[Records — start]

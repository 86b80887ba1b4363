//! Infrastructure layer: ledger storage, catalog and branch adapters,
//! configuration, and the transfer engine that composes them.

pub mod branches;
pub mod catalog;
pub mod config;
pub mod engine;
pub mod store;


pub use branches::{BranchDirectory, InMemoryBranchDirectory, PostgresBranchDirectory};
pub use catalog::{InMemoryCatalog, PostgresCatalog, ProductCatalog};
pub use config::{StockroomConfig, StorageBackend};
pub use engine::{BulkUnassignReport, EngineSettings, TransferEngine, UnassignOutcome};
pub use store::{
    InMemoryStockStore, LedgerStore, MovementFilter, MovementLog, MovementPage, Pagination, PostgresStockStore,
    StockStore, StoreError,
};
//! Ledger storage: the current quantity per (product, branch) row plus the
//! append-only movement log, committed together.

mod r#trait;
mod query;
mod in_memory;
mod postgres;

pub use in_memory::{InMemoryStockStore, DEFAULT_LOCK_TIMEOUT};
pub use postgres::{connect_pool, PostgresStockStore};
pub(crate) use postgres::map_sqlx_error;
pub use query::{MovementFilter, MovementLog, MovementPage, Pagination};
pub use r#trait::{StockStore, StoreError};

/// A backend that provides both the ledger and its movement log.
pub trait LedgerStore: StockStore + MovementLog {}

impl<T> LedgerStore for T where T: StockStore + MovementLog + ?Sized {}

[Records — finish]

_Work to complete_:
Copy, from the data above, every line where the word "PostgresStockStore" appears.

_Response to this exercise_:
    InMemoryStockStore, LedgerStore, MovementFilter, MovementLog, MovementPage, Pagination, PostgresStockStore,
pub use postgres::{connect_pool, PostgresStockStore};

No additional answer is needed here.